Paper
19 March 2015 Consistent and reproducible positioning in longitudinal imaging for phenotyping genetically modified swine
Emily Hammond, Samantha K. N. Dilger, Nicholas Stoyles, Alexandra Judisch, John Morgan, Jessica C. Sieren
Author Affiliations +
Abstract
Recent growth of genetic disease models in swine has presented the opportunity to advance translation of developed imaging protocols, while characterizing the genotype to phenotype relationship. Repeated imaging with multiple clinical modalities provides non-invasive detection, diagnosis, and monitoring of disease to accomplish these goals; however, longitudinal scanning requires repeatable and reproducible positioning of the animals. A modular positioning unit was designed to provide a fixed, stable base for the anesthetized animal through transit and imaging. Post ventilation and sedation, animals were placed supine in the unit and monitored for consistent vitals.
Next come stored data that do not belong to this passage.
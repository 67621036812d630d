//! End-to-end scenarios, exercised against the in-repo IR builder test
//! double: hand-encoded Wasm byte sequences in, expected emitted IR
//! shape out.

use cranelift_entity::EntityRef;
use wasm_ssa::dummy::DummyModule;
use wasm_ssa::module::translate_module;
use wasm_ssa::types::FuncIndex;

fn leb_u(mut value: u64) -> Vec<u8> {
    let mut out = Vec::new();
    loop {
        let mut byte = (value & 0x7F) as u8;
        value >>= 7;
        if value != 0 {
            byte |= 0x80;
        }
        out.push(byte);
        if value == 0 {
            break;
        }
    }
    out
}

fn leb_i(mut value: i64) -> Vec<u8> {
    let mut out = Vec::new();
    loop {
        let byte = (value & 0x7F) as u8;
        value >>= 7;
        let done = (value == 0 && byte & 0x40 == 0) || (value == -1 && byte & 0x40 != 0);
        out.push(if done { byte } else { byte | 0x80 });
        if done {
            break;
        }
    }
    out
}

fn section(id: u8, payload: Vec<u8>) -> Vec<u8> {
    let mut out = vec![id];
    out.extend(leb_u(payload.len() as u64));
    out.extend(payload);
    out
}

/// Build a one-function module: a single type `params -> results`,
/// one function of that type, and `body` as its (already
/// locals-prefixed) code.
fn one_function_module(params: &[u8], results: &[u8], body: Vec<u8>) -> Vec<u8> {
    let mut type_payload = leb_u(1);
    type_payload.push(0x60);
    type_payload.extend(leb_u(params.len() as u64));
    type_payload.extend_from_slice(params);
    type_payload.extend(leb_u(results.len() as u64));
    type_payload.extend_from_slice(results);

    let mut func_payload = leb_u(1);
    func_payload.extend(leb_u(0)); // type index 0

    let mut code_payload = leb_u(1);
    code_payload.extend(leb_u(body.len() as u64));
    code_payload.extend(body);

    let mut module = vec![0x00, 0x61, 0x73, 0x6D, 0x01, 0x00, 0x00, 0x00];
    module.extend(section(0x01, type_payload));
    module.extend(section(0x03, func_payload));
    module.extend(section(0x0A, code_payload));
    module
}

fn translate_one(params: &[u8], results: &[u8], body: Vec<u8>) -> String {
    let bytes = one_function_module(params, results, body);
    let module = translate_module(&bytes, DummyModule::new()).expect("translation should succeed");
    let handle = module.functions[FuncIndex::new(0)].handle;
    module.ir.render_function(handle)
}

#[test]
fn scenario_1_empty_function_returns_constant() {
    let mut body = leb_u(0); // no declared locals
    body.push(0x41);
    body.extend(leb_i(42));
    body.push(0x0B);

    let text = translate_one(&[], &[0x7F], body);
    assert!(text.contains("v0 = iconst.I32 42"), "{}", text);
    assert!(text.contains("return v0"), "{}", text);
}

#[test]
fn scenario_2_identity_on_parameter() {
    let mut body = leb_u(0);
    body.push(0x20);
    body.extend(leb_u(0));
    body.push(0x0B);

    let text = translate_one(&[0x7F], &[0x7F], body);
    assert!(text.contains("v0 = param 0"), "{}", text);
    assert!(text.contains("return v0"), "{}", text);
}

#[test]
fn scenario_3_add_two_parameters() {
    let mut body = leb_u(0);
    body.push(0x20);
    body.extend(leb_u(0));
    body.push(0x20);
    body.extend(leb_u(1));
    body.push(0x6A); // i32.add
    body.push(0x0B);

    let text = translate_one(&[0x7F, 0x7F], &[0x7F], body);
    assert!(text.contains("v2 = iadd v0, v1"), "{}", text);
    assert!(text.contains("return v2"), "{}", text);
}

#[test]
fn scenario_4_gt_s_swaps_operands() {
    let mut body = leb_u(0);
    body.push(0x20);
    body.extend(leb_u(0));
    body.push(0x20);
    body.extend(leb_u(1));
    body.push(0x4A); // i32.gt_s
    body.push(0x0B);

    let text = translate_one(&[0x7F, 0x7F], &[0x7F], body);
    // gt_s(a, b) is synthesised as slt(b, a): only Slt appears.
    assert!(text.contains("v2 = icmp Slt v1, v0"), "{}", text);
    assert!(!text.contains("Sgt"));
}

#[test]
fn scenario_5_block_br_early_exit() {
    let mut body = leb_u(0);
    body.push(0x02);
    body.push(0x40); // block, empty type
    body.push(0x41);
    body.extend(leb_i(7));
    body.push(0x0C);
    body.extend(leb_u(0)); // br 0
    body.push(0x41);
    body.extend(leb_i(9)); // dead code, never translated
    body.push(0x0B); // end block
    body.push(0x0B); // end function

    let text = translate_one(&[], &[0x7F], body);
    assert!(text.contains("v0 = iconst.I32 7"), "{}", text);
    assert!(!text.contains("iconst.I32 9"), "{}", text);
    assert!(text.contains("branch block1"), "{}", text);
    assert!(text.contains("return v0"), "{}", text);
}

#[test]
fn scenario_6_loop_accumulator() {
    // one declared local (index 1) beyond the single I32 parameter.
    let mut body = leb_u(1);
    body.extend(leb_u(1));
    body.push(0x7F);

    body.push(0x20);
    body.extend(leb_u(0)); // local.get 0
    body.push(0x41);
    body.extend(leb_i(0)); // i32.const 0
    body.push(0x21);
    body.extend(leb_u(1)); // local.set 1

    body.push(0x03);
    body.push(0x40); // loop, empty type

    body.push(0x20);
    body.extend(leb_u(1)); // local.get 1
    body.push(0x41);
    body.extend(leb_i(1)); // i32.const 1
    body.push(0x6A); // i32.add
    body.push(0x21);
    body.extend(leb_u(1)); // local.set 1

    body.push(0x20);
    body.extend(leb_u(1)); // local.get 1
    body.push(0x20);
    body.extend(leb_u(0)); // local.get 0
    body.push(0x48); // i32.lt_s
    body.push(0x0D);
    body.extend(leb_u(0)); // br_if 0
    body.push(0x0B); // end loop

    body.push(0x20);
    body.extend(leb_u(1)); // local.get 1
    body.push(0x0B); // end function

    let text = translate_one(&[0x7F], &[0x7F], body);
    // the header's local-1 phi carries the pre-loop zero and the
    // backedge's incremented value.
    assert!(text.contains("v4 = phi.I32 [v2, v6]"), "{}", text);
    assert!(text.contains("v6 = iadd v4, v5"), "{}", text);
    assert!(text.contains("v7 = icmp Slt v6, v3"), "{}", text);
    assert!(text.contains("brcond v7, block1, block2"), "{}", text);
    assert!(text.contains("return v6"), "{}", text);
}

#[test]
fn header_validation_rejects_bad_magic() {
    let bytes = [0x00, 0x61, 0x73, 0x00, 0x01, 0x00, 0x00, 0x00];
    assert!(translate_module(&bytes, DummyModule::new()).is_err());
}

#[test]
fn unknown_section_id_is_fatal() {
    let mut module = vec![0x00, 0x61, 0x73, 0x6D, 0x01, 0x00, 0x00, 0x00];
    module.extend(section(0x63, vec![]));
    assert!(translate_module(&module, DummyModule::new()).is_err());
}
Comprehensive imaging was performed with a computed tomography (CT) chest-abdomen-pelvis scan at each screening time point. Longitudinal images were rigidly registered, accounting for rotation, translation, and anisotropic scaling, and the skeleton was isolated using a basic thresholding algorithm. Assessment of alignment was quantified via eleven pairs of corresponding points on the skeleton with the first time point as the reference. Results were obtained with five animals over five screening time points. The developed unit aided in skeletal alignment within an average of 13.13 ± 6.7 mm for all five subjects providing a strong foundation for developing qualitative and quantitative methods of disease tracking.
© (2015) COPYRIGHT Society of Photo-Optical Instrumentation Engineers (SPIE). Downloading of the abstract is permitted for personal use only.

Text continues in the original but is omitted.